[Dataset excerpts]
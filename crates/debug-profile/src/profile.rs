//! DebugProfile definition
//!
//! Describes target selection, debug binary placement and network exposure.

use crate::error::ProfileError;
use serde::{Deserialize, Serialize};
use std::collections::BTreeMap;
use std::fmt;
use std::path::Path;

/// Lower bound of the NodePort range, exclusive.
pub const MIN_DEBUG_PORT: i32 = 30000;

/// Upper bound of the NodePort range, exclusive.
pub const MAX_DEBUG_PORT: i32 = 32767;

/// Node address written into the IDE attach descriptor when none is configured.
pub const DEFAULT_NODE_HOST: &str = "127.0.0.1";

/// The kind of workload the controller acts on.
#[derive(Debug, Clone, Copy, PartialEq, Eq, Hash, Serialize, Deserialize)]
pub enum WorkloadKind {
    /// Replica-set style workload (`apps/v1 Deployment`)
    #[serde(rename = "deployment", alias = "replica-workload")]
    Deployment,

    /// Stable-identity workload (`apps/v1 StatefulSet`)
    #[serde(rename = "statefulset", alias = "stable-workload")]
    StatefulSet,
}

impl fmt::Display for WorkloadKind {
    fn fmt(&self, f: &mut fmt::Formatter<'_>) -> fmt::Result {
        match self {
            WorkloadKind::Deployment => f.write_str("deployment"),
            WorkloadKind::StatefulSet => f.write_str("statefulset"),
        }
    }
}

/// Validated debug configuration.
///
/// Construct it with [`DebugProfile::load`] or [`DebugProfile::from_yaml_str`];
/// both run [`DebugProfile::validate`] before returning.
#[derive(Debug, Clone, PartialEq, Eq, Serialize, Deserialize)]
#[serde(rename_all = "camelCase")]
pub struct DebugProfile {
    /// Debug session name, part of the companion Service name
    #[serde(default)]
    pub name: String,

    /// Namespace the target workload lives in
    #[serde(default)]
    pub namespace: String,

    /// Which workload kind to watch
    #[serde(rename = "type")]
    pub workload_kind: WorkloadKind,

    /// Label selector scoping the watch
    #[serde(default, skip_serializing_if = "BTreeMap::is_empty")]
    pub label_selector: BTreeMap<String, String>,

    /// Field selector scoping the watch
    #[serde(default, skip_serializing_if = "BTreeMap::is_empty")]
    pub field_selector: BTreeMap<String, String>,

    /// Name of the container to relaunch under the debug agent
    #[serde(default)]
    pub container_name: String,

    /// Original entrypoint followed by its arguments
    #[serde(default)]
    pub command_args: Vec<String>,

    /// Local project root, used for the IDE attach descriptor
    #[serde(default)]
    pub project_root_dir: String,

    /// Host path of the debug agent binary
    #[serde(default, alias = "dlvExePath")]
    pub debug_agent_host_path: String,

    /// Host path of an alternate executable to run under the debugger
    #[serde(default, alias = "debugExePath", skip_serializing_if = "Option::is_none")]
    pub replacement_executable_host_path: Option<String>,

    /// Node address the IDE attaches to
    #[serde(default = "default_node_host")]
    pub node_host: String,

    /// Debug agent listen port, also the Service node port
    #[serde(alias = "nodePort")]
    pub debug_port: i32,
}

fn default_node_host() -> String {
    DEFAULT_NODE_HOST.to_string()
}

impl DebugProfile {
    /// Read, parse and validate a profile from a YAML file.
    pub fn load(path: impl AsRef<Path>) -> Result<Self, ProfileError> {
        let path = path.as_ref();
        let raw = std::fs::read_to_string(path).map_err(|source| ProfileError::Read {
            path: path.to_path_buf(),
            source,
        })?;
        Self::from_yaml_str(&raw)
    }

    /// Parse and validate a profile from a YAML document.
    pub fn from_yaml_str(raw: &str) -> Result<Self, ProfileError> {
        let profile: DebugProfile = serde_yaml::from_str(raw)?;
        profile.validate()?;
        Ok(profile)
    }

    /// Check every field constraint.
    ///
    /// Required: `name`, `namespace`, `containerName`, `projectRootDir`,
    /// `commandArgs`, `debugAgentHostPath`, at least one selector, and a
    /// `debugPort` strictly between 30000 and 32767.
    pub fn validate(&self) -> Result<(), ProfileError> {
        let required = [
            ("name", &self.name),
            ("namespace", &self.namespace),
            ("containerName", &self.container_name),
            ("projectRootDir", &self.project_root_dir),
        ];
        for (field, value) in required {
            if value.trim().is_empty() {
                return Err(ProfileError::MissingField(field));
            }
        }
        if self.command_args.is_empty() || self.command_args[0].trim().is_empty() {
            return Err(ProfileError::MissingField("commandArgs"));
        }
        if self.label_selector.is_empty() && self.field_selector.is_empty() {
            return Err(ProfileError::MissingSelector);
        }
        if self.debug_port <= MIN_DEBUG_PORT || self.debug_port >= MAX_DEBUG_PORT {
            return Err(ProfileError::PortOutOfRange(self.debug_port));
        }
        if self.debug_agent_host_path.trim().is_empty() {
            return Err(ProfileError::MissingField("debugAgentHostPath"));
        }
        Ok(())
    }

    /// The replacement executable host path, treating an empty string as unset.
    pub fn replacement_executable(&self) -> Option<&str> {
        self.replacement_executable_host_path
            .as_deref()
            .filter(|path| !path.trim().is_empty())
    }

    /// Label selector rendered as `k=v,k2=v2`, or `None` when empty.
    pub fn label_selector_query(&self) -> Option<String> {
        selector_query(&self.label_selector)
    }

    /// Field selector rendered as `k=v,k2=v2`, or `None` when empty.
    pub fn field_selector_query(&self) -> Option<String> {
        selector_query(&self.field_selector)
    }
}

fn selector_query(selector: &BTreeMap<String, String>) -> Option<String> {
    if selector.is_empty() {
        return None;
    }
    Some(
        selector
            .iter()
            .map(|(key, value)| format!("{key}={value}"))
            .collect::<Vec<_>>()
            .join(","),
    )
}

Your task: The word "Serialize": say how many lines of the records hold it, and give nothing but the number.

Your solution: 3